The Muslim ban was one of the first things out of the gate 6 months ago, and it’s still being discussed. Removed, reissued, struck down again, and now the Supreme Court will be asked to weigh in on this xenophobic floating turd in the public drinking water. They’ll couch the destruction of Trump’s attempt to institute an unconstitutional ban on a specific religion in flowery rhetoric, or they’ll debase themselves before the power of the mob that His Electoral Highness is assembling to inflict his will on the unsuspecting public, but in the end the Muslim ban is bullshit just like everything that has been said about it is bullshit. Six months of bullshit about a policy that never had a chance of being real American law. It is a religious test. A muslim ban imposed by christians and their anti-christ Trump, just more of the christian persecution complex that has been on display since Reagan invited them into politics in 1980.
This is how demagogues rule. This is how democracies and republics dissolve. Listening to His Electoral Highness’ bullshit and reporting on it as fact is facilitating the dissolution of the country we have known and, from the perspective of the doddering old fool of the religious right agenda we should know so well by now, ushering in the theocratic government they are convinced will secure god’s blessing for America. But that is just one facet on the polished turd of Trump’s bullshit.
The border wall he announced after descending the flowing golden escalator to proclaim his candidacy, the border wall that will keep out the brown-skinned menace to the South of the US? That bullshit still isn’t a thing, either. It isn’t a thing because it can’t be done and the people along the border don’t even want it done. The Republicans in Texas, ever anxious to keep Tejanos subjected and divided, have embraced the xenophobic fear of the brown-skinned other that Trump embraced as a candidate, only to be stabbed in the back by the rogue force they got elected to the presidency. Texas cities aren’t even sanctuaries according to the Trump justice department. So the sanctuary cities fear mongering that the governor and the legislature spent months on and will spend millions defending amounts to exactly bullshit. Meaningless bullshit clogging up the airwaves, obscuring the real news.
For six years, six years, the Republicans have campaigned on repealing Obamacare, the moniker they hung on the ACA that Obama in one of his moments of wisdom embraced. Trump said they’d fix that day one. It didn’t happen day one, hasn’t happened yet six months later. The Republicans can’t agree on just how to hang themselves with their own rhetoric, so they fidget and hesitate and refuse to do much of anything of measurable impact. They passed a bill through the House that they know won’t pass the Senate, and the Bullshitter-in-Chief threw them a party on the White House lawn to celebrate their victory in doing absolutely nothing at all. Just the kind of thing a lover of bullshit like Trump would celebrate, of course. It doesn’t even matter that the non-plan doesn’t do any of the things he’s forgotten he promised on the campaign trail. It’s the celebration that counts.

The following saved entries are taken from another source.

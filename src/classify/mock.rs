//! Canned classifier for tests.

use async_trait::async_trait;

use crate::record::SearchCandidate;

use super::{ClassifyError, Judgment, TopicClassifier};

/// Returns the same classification for every candidate.
#[derive(Debug, Clone)]
pub struct MockTopicClassifier {
    pub classification: String,
}

impl MockTopicClassifier {
    pub fn new(classification: impl Into<String>) -> Self {
        Self {
            classification: classification.into(),
        }
    }
}

#[async_trait]
impl TopicClassifier for MockTopicClassifier {
    async fn classify(&self, candidate: &SearchCandidate) -> Result<Judgment, ClassifyError> {
        Ok(Judgment {
            classification: self.classification.clone(),
            rationale: format!("mock judgment for '{}'", candidate.title),
        })
    }
}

Trump promised jobs? How is that lying, cheating scumbag going to create jobs? The only people who stay with him and make money are family and household staff. The only business partners that make money are the criminals who give him money to launder; and they only make money because he knows they’ll kill him if they don’t. Every single word I’ve heard him utter since he declared his intention to build casinos in Atlantic City and then shafted every single person who dared believe anything he said about the project has been bullshit. Look at them, the scattered carcases in his wake. The thousands of people he trickled down on as he was being golden showered himself. The people who are afraid to admit they fell for his bullshit all these years. The people who thought they’d get rich as part of the scheme only to be left holding the bag, paying the bill, after all the important people have checked out. Look at them, the wannabes still following him even now just hoping for a droplet of his time so that they too might be as lucky as he is, to be apparently worth billions all while truthfully being in hock to the eyeballs, afraid of his own shadow and spied on by his Russian bride. Risking everything on this one big final scam, running for president, hoping against hope that it just might turn out alright.
Every single media personality who reports on Trump secretly wants to be Trump. That is the thing they only admit to themselves when they are alone with their thoughts at three am wondering what they did wrong in their lives to end up where they are. They want to be famous like Trump. Charismatic like Trump. Able to pull crap out of their asses like Trump and have total strangers eat it up like cake. The lure of fame so commonly mistaken for infamy, especially in the world of reality television. It is a mark of pride for me, never having seen a single episode of the Apprentice. Never listening to Howard Stern or any of his thousands of imitators and so never consequently being trapped listening to Trump talk about himself. Never being a fan of David Letterman and so also missing him there. It was a blessing, when I could tune out the bullshit so easily.
So it goes, round and round and round with no end in sight. This is the goal of the bullshitter. They want to keep people distracted, try to wear out their attention so that when they finally look away in exhaustion the real goals can be pursued. Those goals vary from one bullshitter to the next. Most of them are selling something, and His Electoral Highness was one of those when he was a real estate developer. His bullshit serves a different purpose these days, but bullshit remains bullshit, and anything coming out of that mouth is bullshit, has always been bullshit. The mistake is in listening to what he says in the first place. Listening beyond the necessity to realize he needs to be removed from office and gathering the evidence to achieve that goal. All the reporting and amusement and outrage and even the disaffection and denial all serve the greater purpose that the bullshitter wants achieved so long as the media and his future prosecutors do not realize that ending his bullshit career is the only goal of merit. As long as he remains in play, in office and free to manipulate and profit, his bullshit serves the purpose he creates it for.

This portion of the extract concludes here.